- [TASK TO CARRY OUT] In the entries below, spot each line with the word "Owns" and copy it.

══ GIVEN DATA ══

//! Subpixel binarization of a partially covered pixel.
//!
//! A gencov pixel's scalar coverage is turned into an exact count of "on"
//! subpixels in a 5x5 grid, placed where the bilinear interpolation of the
//! surrounding coverage is highest. The resulting bit set is exposed as
//! maximal horizontal runs so the grid seeding can treat each run as one
//! rectangle.

use glam::Vec2;

use super::bilinear::Bilinear;
use super::image::{CovImage, MAX_PIXEL};

/// Subpixel grid divisions per pixel axis.
pub const SUB_PIXEL_DIVS: u32 = 5;

/// Subpixels per pixel.
pub const NUM_SUB_PIXELS: u32 = SUB_PIXEL_DIVS * SUB_PIXEL_DIVS;

/// Bit set over the 5x5 subpixels of one pixel, x fastest.
#[derive(Debug, Clone, Copy, Default, PartialEq, Eq)]
pub struct SubPixelSet(u32);

impl SubPixelSet {
    #[inline]
    fn mask(sx: u32, sy: u32) -> u32 {
        1 << (sx + sy * SUB_PIXEL_DIVS)
    }

    pub fn bit(self, sx: u32, sy: u32) -> bool {
        self.0 & Self::mask(sx, sy) != 0
    }

    #[must_use]
    pub fn with(self, sx: u32, sy: u32) -> Self {
        Self(self.0 | Self::mask(sx, sy))
    }

    /// Complement; only the valid 25 bits are ever read back.
    #[must_use]
    pub fn complement(self) -> Self {
        Self(!self.0)
    }

    pub fn count(self) -> u32 {
        (self.0 & ((1 << NUM_SUB_PIXELS) - 1)).count_ones()
    }
}

/// Sub-rectangle of a pixel in pixel-centered coordinates: the pixel spans
/// `[-1/2, +1/2]` on both axes.
#[derive(Debug, Clone, Copy)]
pub struct PixelPart {
    pub lower: Vec2,
    pub upper: Vec2,
}

/// Number of "on" subpixels for a coverage value. The endpoints are
/// reserved for the fully-covered / fully-empty classifications, so a
/// gencov pixel always yields between 1 and 24 subpixels.
pub fn coverage_ratio_count(pixel: u8) -> u32 {
    let scaled = (NUM_SUB_PIXELS as f32 * pixel as f32 / MAX_PIXEL as f32).round() as u32;
    scaled.clamp(1, NUM_SUB_PIXELS - 1)
}

/// Binarized subpixel state of one coverage pixel.
pub struct Binarizer {
    sub_pixels: SubPixelSet,
}

impl Binarizer {
    pub fn new(image: &CovImage, x: i32, y: i32) -> Self {
        let interp = Bilinear::new(image, x, y);

        let mut buffer: [(f32, u32, u32); NUM_SUB_PIXELS as usize] =
            [(0.0, 0, 0); NUM_SUB_PIXELS as usize];
        let mut index = 0;
        for sy in 0..SUB_PIXEL_DIVS {
            for sx in 0..SUB_PIXEL_DIVS {
                buffer[index] = (interp.sample(sx, sy), sx, sy);
                index += 1;
            }
        }

        let count = coverage_ratio_count(image.get(x, y)) as usize;

        // Partition the top `count` subpixels by interpolated value.
        buffer.select_nth_unstable_by(count - 1, |a, b| {
            b.0.partial_cmp(&a.0).unwrap_or(std::cmp::Ordering::Equal)
        });

        let mut sub_pixels = SubPixelSet::default();
        for &(_, sx, sy) in &buffer[..count] {
            sub_pixels = sub_pixels.with(sx, sy);
        }

        Self { sub_pixels }
    }

    pub fn sub_pixels(&self) -> SubPixelSet {
        self.sub_pixels
    }

    /// Maximal horizontal runs of the set (`back == false`) or of its
    /// complement (`back == true`), as pixel-centered rectangles.
    pub fn pixel_parts(&self, back: bool) -> Vec<PixelPart> {
        let set = if back {
            self.sub_pixels.complement()
        } else {
            self.sub_pixels
        };

        let scale = 1.0 / SUB_PIXEL_DIVS as f32;
        let mut parts = Vec::new();

        for sy in 0..SUB_PIXEL_DIVS {
            let mut run_start = None;
            for sx in 0..=SUB_PIXEL_DIVS {
                let on = sx < SUB_PIXEL_DIVS && set.bit(sx, sy);
                match (run_start, on) {
                    (None, true) => run_start = Some(sx),
                    (Some(start), false) => {
                        parts.push(PixelPart {
                            lower: Vec2::new(
                                start as f32 * scale - 0.5,
                                sy as f32 * scale - 0.5,
                            ),
                            upper: Vec2::new(
                                sx as f32 * scale - 0.5,
                                (sy + 1) as f32 * scale - 0.5,
                            ),
                        });
                        run_start = None;
                    }
                    _ => {}
                }
            }
        }

        parts
    }
}
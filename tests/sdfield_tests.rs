//! End-to-end SDF conversion scenarios.

use mapkern::sdfield::{convert_dist_to_pixel, Converter};

fn fill(conv: &mut Converter, width: i32, height: i32, f: impl Fn(i32, i32) -> u8) {
    let coverage = conv.coverage_mut();
    for y in 0..height {
        for x in 0..width {
            coverage[(x + y * width) as usize] = f(x, y);
        }
    }
}

const SIZE_TABLE: [(i32, i32); 5] = [(1, 1), (10, 1), (1, 10), (10, 10), (16, 16)];

#[test]
fn white_images_are_at_most_the_zero_distance_value() {
    let zero_dist = convert_dist_to_pixel(0.0);

    for sdf_ext in 0..=5 {
        for (width, height) in SIZE_TABLE {
            let mut conv = Converter::new(width, height, sdf_ext);
            fill(&mut conv, width, height, |_, _| 255);
            conv.build_sdf();

            for cy in 0..height {
                for cx in 0..width {
                    let pixel = conv.sdf_pixel(cx + sdf_ext, cy + sdf_ext);
                    assert!(
                        pixel <= zero_dist,
                        "({cx}, {cy}) ext {sdf_ext}: {pixel} > {zero_dist}"
                    );
                }
            }
        }
    }
}

#[test]
fn black_images_saturate_everywhere() {
    for sdf_ext in 0..=5 {
        for (width, height) in SIZE_TABLE {
            let mut conv = Converter::new(width, height, sdf_ext);
            fill(&mut conv, width, height, |_, _| 0);
            conv.build_sdf();

            let (out_w, out_h) = conv.sdf_size();
            for y in 0..out_h {
                for x in 0..out_w {
                    assert_eq!(conv.sdf_pixel(x, y), 255, "({x}, {y}) ext {sdf_ext}");
                }
            }
        }
    }
}

#[test]
fn single_white_pixel_field_is_radially_consistent() {
    let mut conv = Converter::new(1, 1, 3);
    fill(&mut conv, 1, 1, |_, _| 255);
    conv.build_sdf();

    // Center pixel is on the shape.
    assert!(conv.sdf_pixel(3, 3) <= convert_dist_to_pixel(0.0));

    // A corner of the 7x7 output sees the white pixel's boundary square at
    // distance sqrt(2.5^2 + 2.5^2).
    let expected = convert_dist_to_pixel((2.5f32 * 2.5 * 2.0).sqrt());
    for (x, y) in [(0, 0), (6, 0), (0, 6), (6, 6)] {
        let pixel = conv.sdf_pixel(x, y);
        assert!(
            (pixel as i32 - expected as i32).abs() <= 1,
            "corner ({x}, {y}): {pixel} vs {expected}"
        );
    }

    // Distance grows monotonically along the axis away from the center.
    for x in 3..6 {
        assert!(conv.sdf_pixel(x + 1, 3) >= conv.sdf_pixel(x, 3));
    }
}

#[test]
fn slash_images_build_cleanly() {
    // Diagonal edge: full coverage below, half on, empty above.
    for sdf_ext in 0..=5 {
        for size in 1..20 {
            let mut conv = Converter::new(size, size, sdf_ext);
            fill(&mut conv, size, size, |x, y| {
                if x == y {
                    127
                } else if x > y {
                    255
                } else {
                    0
                }
            });
            let out = conv.build_sdf();
            assert_eq!(
                out.len(),
                conv.sdf_pitch() * (size + 2 * sdf_ext) as usize
            );
        }
    }
}

#[test]
fn rebuilding_the_same_coverage_is_deterministic() {
    let mut conv = Converter::new(8, 8, 2);
    fill(&mut conv, 8, 8, |x, y| {
        ((x * 37 + y * 91) % 256) as u8
    });

    let first = conv.build_sdf().to_vec();
    let second = conv.build_sdf().to_vec();
    assert_eq!(first, second);
}

#[test]
fn signed_side_ordering_across_an_edge() {
    // Left half solid, right half empty: values increase left to right.
    let mut conv = Converter::new(8, 8, 1);
    fill(&mut conv, 8, 8, |x, _| if x < 4 { 255 } else { 0 });
    conv.build_sdf();

    // From the deepest interior column rightward the distance only grows.
    let row = 4 + 1;
    for x in 3..10 {
        assert!(conv.sdf_pixel(x, row) >= conv.sdf_pixel(x - 1, row));
    }
    // Deep inside is below the zero level, deep outside above it.
    let zero_dist = convert_dist_to_pixel(0.0);
    assert!(conv.sdf_pixel(2, row) < zero_dist);
    assert!(conv.sdf_pixel(9, row) > zero_dist);
}

#[test]
fn output_rows_are_bottom_up() {
    // Solid top row only: in the stored buffer the small distances must be
    // in the *last* rows (row 0 is the bottom of the image).
    let mut conv = Converter::new(4, 4, 0);
    fill(&mut conv, 4, 4, |_, y| if y == 0 { 255 } else { 0 });

    let pitch = conv.sdf_pitch();
    let data = conv.build_sdf();

    let first_stored_row = data[0]; // image bottom: far from the shape
    let last_stored_row = data[3 * pitch]; // image top: on the shape
    assert!(last_stored_row < first_stored_row);
}
//! Coverage-to-SDF converter owning the image buffers.

use super::grid::Grid;
use super::image::{CovImage, SdfImage, MAX_SDF_HEIGHT, MAX_SDF_WIDTH};

/// Converts a grayscale coverage image into a signed-distance-field
/// texture. Owns both buffers for its whole lifetime: the host fills the
/// coverage buffer, runs the build, and reads the SDF buffer back.
pub struct Converter {
    cov: CovImage,
    sdf: SdfImage,
    sdf_ext: i32,
}

impl Converter {
    /// Create a converter for a `width` x `height` coverage image with the
    /// output extended by `sdf_ext` pixels on every side.
    ///
    /// # Panics
    /// When the dimensions are not positive, `sdf_ext` is negative, or the
    /// output would exceed 4096 x 512.
    pub fn new(width: i32, height: i32, sdf_ext: i32) -> Self {
        assert!(width >= 1 && height >= 1 && sdf_ext >= 0);
        assert!(width + 2 * sdf_ext <= MAX_SDF_WIDTH);
        assert!(height + 2 * sdf_ext <= MAX_SDF_HEIGHT);

        Self {
            cov: CovImage::new(width, height),
            sdf: SdfImage::new(width, height, sdf_ext),
            sdf_ext,
        }
    }

    /// Coverage buffer for the host to fill: `width * height` bytes,
    /// row-major, top-down.
    pub fn coverage_mut(&mut self) -> &mut [u8] {
        self.cov.data_mut()
    }

    /// Run the SDF build and return the output bytes. Rows are
    /// `sdf_pitch()` bytes apart and row 0 is the bottom of the image.
    /// Valid until the converter is dropped or rebuilt.
    pub fn build_sdf(&mut self) -> &[u8] {
        log::debug!(
            "sdfield: building {}x{} -> {}x{} (ext {})",
            self.cov.width(),
            self.cov.height(),
            self.sdf.width(),
            self.sdf.height(),
            self.sdf_ext
        );
        Grid::build(&self.cov, &mut self.sdf, self.sdf_ext);
        self.sdf.data()
    }

    /// Byte distance between output rows (4-byte aligned).
    pub fn sdf_pitch(&self) -> usize {
        self.sdf.pitch()
    }

    /// Output dimensions in pixels.
    pub fn sdf_size(&self) -> (i32, i32) {
        (self.sdf.width(), self.sdf.height())
    }

    /// Read back an output pixel addressed top-down.
    pub fn sdf_pixel(&self, x: i32, y: i32) -> u8 {
        self.sdf.get(x, y)
    }
}
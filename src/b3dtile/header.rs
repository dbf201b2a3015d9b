//! Tile preamble parsing and mesh array layout.
//!
//! A tile buffer opens with the descendants subtree, then the mesh preamble
//! (CONTENTS, vertex and triangle counts), the positions and triangles
//! arrays, optional normals and colors, and an optional triangle-block tree.
//! Every array is padded to a 4-byte boundary. `TileHeader::parse` walks the
//! layout once, validates that each declared extent fits in the buffer and
//! caches counts, index widths and array offsets.

use super::error::{TileError, TileResult};
use super::view::{align4, read_u16, read_u32, read_i8, IndexSize, IndexWidth};

/// Spatial dimensions of a tile.
pub const DIM: usize = 3;

/// Corners per triangle.
pub const NUM_TRI_CORNERS: usize = 3;

/// Components per vertex color.
pub const NUM_COLOR_COMPOS: usize = 3;

/// Byte size of one `TREE_SIZE` unit.
pub const WORD_SIZE: usize = 4;

/// Scale from the tile's local unit cube to stored u16 positions.
pub const ALCS_TO_U16: f32 = u16::MAX as f32;

/// CONTENTS bit: normals array present.
pub const FLAG_N_ARRAY: u32 = 1 << 0;

/// CONTENTS bit: colors array present.
pub const FLAG_C_ARRAY: u32 = 1 << 1;

/// CONTENTS bit: triangle-block tree present.
pub const FLAG_TRI_TREE: u32 = 1 << 8;

/// Parsed layout of a tile buffer. Offsets are byte positions into the
/// buffer the header was parsed from.
#[derive(Debug, Clone)]
pub struct TileHeader {
    pub contents: u32,
    pub num_vertices: u32,
    pub num_triangles: u32,
    pub num_tblocks: u32,

    pub vindex: IndexSize,
    pub tindex: IndexSize,
    pub bindex: IndexSize,

    pub positions: usize,
    pub triangles: usize,
    pub normals: Option<usize>,
    pub colors: Option<usize>,

    pub tblock_table: Option<usize>,
    pub root_node: Option<usize>,

    /// End of the mesh section (positions through the last attribute array).
    pub mesh_end: usize,
}

impl TileHeader {
    pub fn parse(data: &[u8]) -> TileResult<Self> {
        let len = data.len();

        let need = |section: &'static str, needed: usize| -> TileResult<()> {
            if needed > len {
                Err(TileError::Truncated {
                    section,
                    needed,
                    len,
                })
            } else {
                Ok(())
            }
        };

        // Descendants subtree: TREE_SIZE counts words including its own
        // header, so the mesh preamble starts right after it.
        need("descendants header", WORD_SIZE)?;
        let desc_tree_size = read_u16(data, 0) as usize;
        let mut offset = WORD_SIZE * desc_tree_size;
        need("descendants subtree", offset)?;

        need("mesh preamble", offset + 12)?;
        let contents = read_u32(data, offset);
        let num_vertices = read_u32(data, offset + 4);
        let num_triangles = read_u32(data, offset + 8);
        offset += 12;

        let vindex = IndexSize::for_count(num_vertices);
        let tindex = IndexSize::for_count(num_triangles);

        let positions = offset;
        offset += align4(DIM * 2 * num_vertices as usize);
        need("positions", offset)?;

        let triangles = offset;
        offset += align4(NUM_TRI_CORNERS * vindex.bytes() * num_triangles as usize);
        need("triangles", offset)?;

        let normals = if contents & FLAG_N_ARRAY != 0 {
            let at = offset;
            offset += align4(DIM * num_vertices as usize);
            need("normals", offset)?;
            Some(at)
        } else {
            None
        };

        let colors = if contents & FLAG_C_ARRAY != 0 {
            let at = offset;
            offset += align4(NUM_COLOR_COMPOS * num_vertices as usize);
            need("colors", offset)?;
            Some(at)
        } else {
            None
        };

        let mesh_end = offset;

        let mut num_tblocks = 0;
        let mut bindex = IndexSize::U16;
        let mut tblock_table = None;
        let mut root_node = None;

        if contents & FLAG_TRI_TREE != 0 {
            need("triangle tree preamble", offset + 4)?;
            num_tblocks = read_u32(data, offset);
            offset += 4;

            bindex = IndexSize::for_count(num_tblocks);

            tblock_table = Some(offset);
            offset += align4(tindex.bytes() * num_tblocks as usize);
            need("tblock table", offset)?;

            // Validate the root node's declared extent.
            need("triangle tree root", offset + WORD_SIZE)?;
            let mut tree_size = read_u16(data, offset) as usize;
            if tree_size == 0 {
                need("triangle tree root", offset + 2 * WORD_SIZE)?;
                tree_size = read_u32(data, offset + 4) as usize;
            }
            need("triangle tree", offset + WORD_SIZE * tree_size)?;

            root_node = Some(offset);
        }

        Ok(Self {
            contents,
            num_vertices,
            num_triangles,
            num_tblocks,
            vindex,
            tindex,
            bindex,
            positions,
            triangles,
            normals,
            colors,
            tblock_table,
            root_node,
            mesh_end,
        })
    }

    /// Stored position of a vertex, in normalized u16 coordinates.
    #[inline]
    pub fn position(&self, data: &[u8], vid: u32) -> [u16; DIM] {
        let base = self.positions + DIM * 2 * vid as usize;
        [
            read_u16(data, base),
            read_u16(data, base + 2),
            read_u16(data, base + 4),
        ]
    }

    /// Stored normal of a vertex.
    #[inline]
    pub fn normal(&self, data: &[u8], vid: u32) -> Option<[i8; DIM]> {
        self.normals.map(|at| {
            let base = at + DIM * vid as usize;
            [
                read_i8(data, base),
                read_i8(data, base + 1),
                read_i8(data, base + 2),
            ]
        })
    }

    /// Vertex indices of a triangle; `W` must match `self.vindex`.
    #[inline]
    pub fn triangle<W: IndexWidth>(&self, data: &[u8], tid: u32) -> [u32; NUM_TRI_CORNERS] {
        debug_assert_eq!(W::BYTES, self.vindex.bytes());
        let base = self.triangles + NUM_TRI_CORNERS * W::BYTES * tid as usize;
        [
            W::read(data, base),
            W::read(data, base + W::BYTES),
            W::read(data, base + 2 * W::BYTES),
        ]
    }

    /// First triangle of block `bindex` in the tile's own block table.
    #[inline]
    pub fn tblock_start(&self, data: &[u8], bindex: u32) -> u32 {
        let table = self.tblock_table.expect("tile has no triangle tree");
        self.tindex
            .read(data, table + self.tindex.bytes() * bindex as usize)
    }

    /// Triangle range `[start, end)` of block `bindex`. The last block
    /// extends to the end of the triangle array.
    pub fn tblock_range(&self, data: &[u8], bindex: u32) -> (u32, u32) {
        let start = self.tblock_start(data, bindex);
        let end = if bindex == self.num_tblocks - 1 {
            self.num_triangles
        } else {
            self.tblock_start(data, bindex + 1)
        };
        (start, end)
    }
}
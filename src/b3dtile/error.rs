//! Error types for the tile kernel

/// Result type for tile operations
pub type TileResult<T> = Result<T, TileError>;

/// Errors raised while decoding a tile buffer
#[derive(thiserror::Error, Debug)]
pub enum TileError {
    /// A declared array or subtree extends past the end of the buffer
    #[error("tile buffer truncated in {section}: need {needed} bytes, have {len}")]
    Truncated {
        section: &'static str,
        needed: usize,
        len: usize,
    },
}
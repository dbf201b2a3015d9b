//! Tile: buffer ownership and the public query surface.

use std::borrow::Cow;

use super::clip::{clip_mesh, ClipOutput};
use super::desc;
use super::error::TileResult;
use super::header::TileHeader;
use super::ray;
use super::rect::Rect;

/// A binary tile. Owns its byte buffer for its whole lifetime; every query
/// borrows it.
pub struct Tile {
    data: Vec<u8>,
    header: TileHeader,
}

impl Tile {
    /// Take ownership of a tile buffer, parsing and validating its layout.
    pub fn new(data: Vec<u8>) -> TileResult<Self> {
        let header = TileHeader::parse(&data)?;
        log::debug!(
            "tile: {} vertices, {} triangles, {} blocks, contents {:#x}",
            header.num_vertices,
            header.num_triangles,
            header.num_tblocks,
            header.contents
        );
        Ok(Self { data, header })
    }

    pub fn header(&self) -> &TileHeader {
        &self.header
    }

    pub fn bytes(&self) -> &[u8] {
        &self.data
    }

    /// Depth of the deepest known descendant containing `(x, y, z)`, capped
    /// at `limit`. The coordinates are in the tile's local unit cube.
    ///
    /// # Panics
    /// When `limit < 1`.
    pub fn descendant_depth(&self, x: f64, y: f64, z: f64, limit: i32) -> i32 {
        assert!(limit >= 1, "descendant depth limit must be at least 1");
        desc::descendant_depth(&self.data, [x, y, z], limit)
    }

    /// Clip the mesh by the cube at `(x, y, z)` with edge `size`, in the
    /// tile's local coordinates. When the cube contains the whole tile the
    /// original mesh section is returned borrowed, byte for byte.
    ///
    /// # Panics
    /// When `size <= 0`.
    pub fn clip(&self, x: f32, y: f32, z: f32, size: f32) -> ClipOutput<'_> {
        assert!(size > 0.0, "clip cube must have positive size");

        let clip_rect = Rect::create_cube([x, y, z], size);

        if clip_rect.contains(&Rect::TILE) {
            return ClipOutput {
                num_vertices: self.header.num_vertices,
                num_triangles: self.header.num_triangles,
                data: Cow::Borrowed(&self.data[self.header.positions..self.header.mesh_end]),
            };
        }

        clip_mesh(&self.data, &self.header, &clip_rect)
    }

    /// Nearest ray/triangle intersection parameter in `(0, limit)`, or
    /// `limit` when nothing is hit. Ray and limit box are in the tile's
    /// local coordinates; the direction need not be normalized (its length
    /// sets the parameter scale).
    pub fn find_ray_distance(
        &self,
        ray_pos: [f64; 3],
        ray_dir: [f64; 3],
        limit: f64,
        lrect: &Rect,
    ) -> f64 {
        ray::find_ray_distance(&self.data, &self.header, ray_pos, ray_dir, limit, lrect)
    }
}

═══

- [THE COMPLETED TASK]
/// texture. Owns both buffers for its whole lifetime: the host fills the
/// A binary tile. Owns its byte buffer for its whole lifetime; every query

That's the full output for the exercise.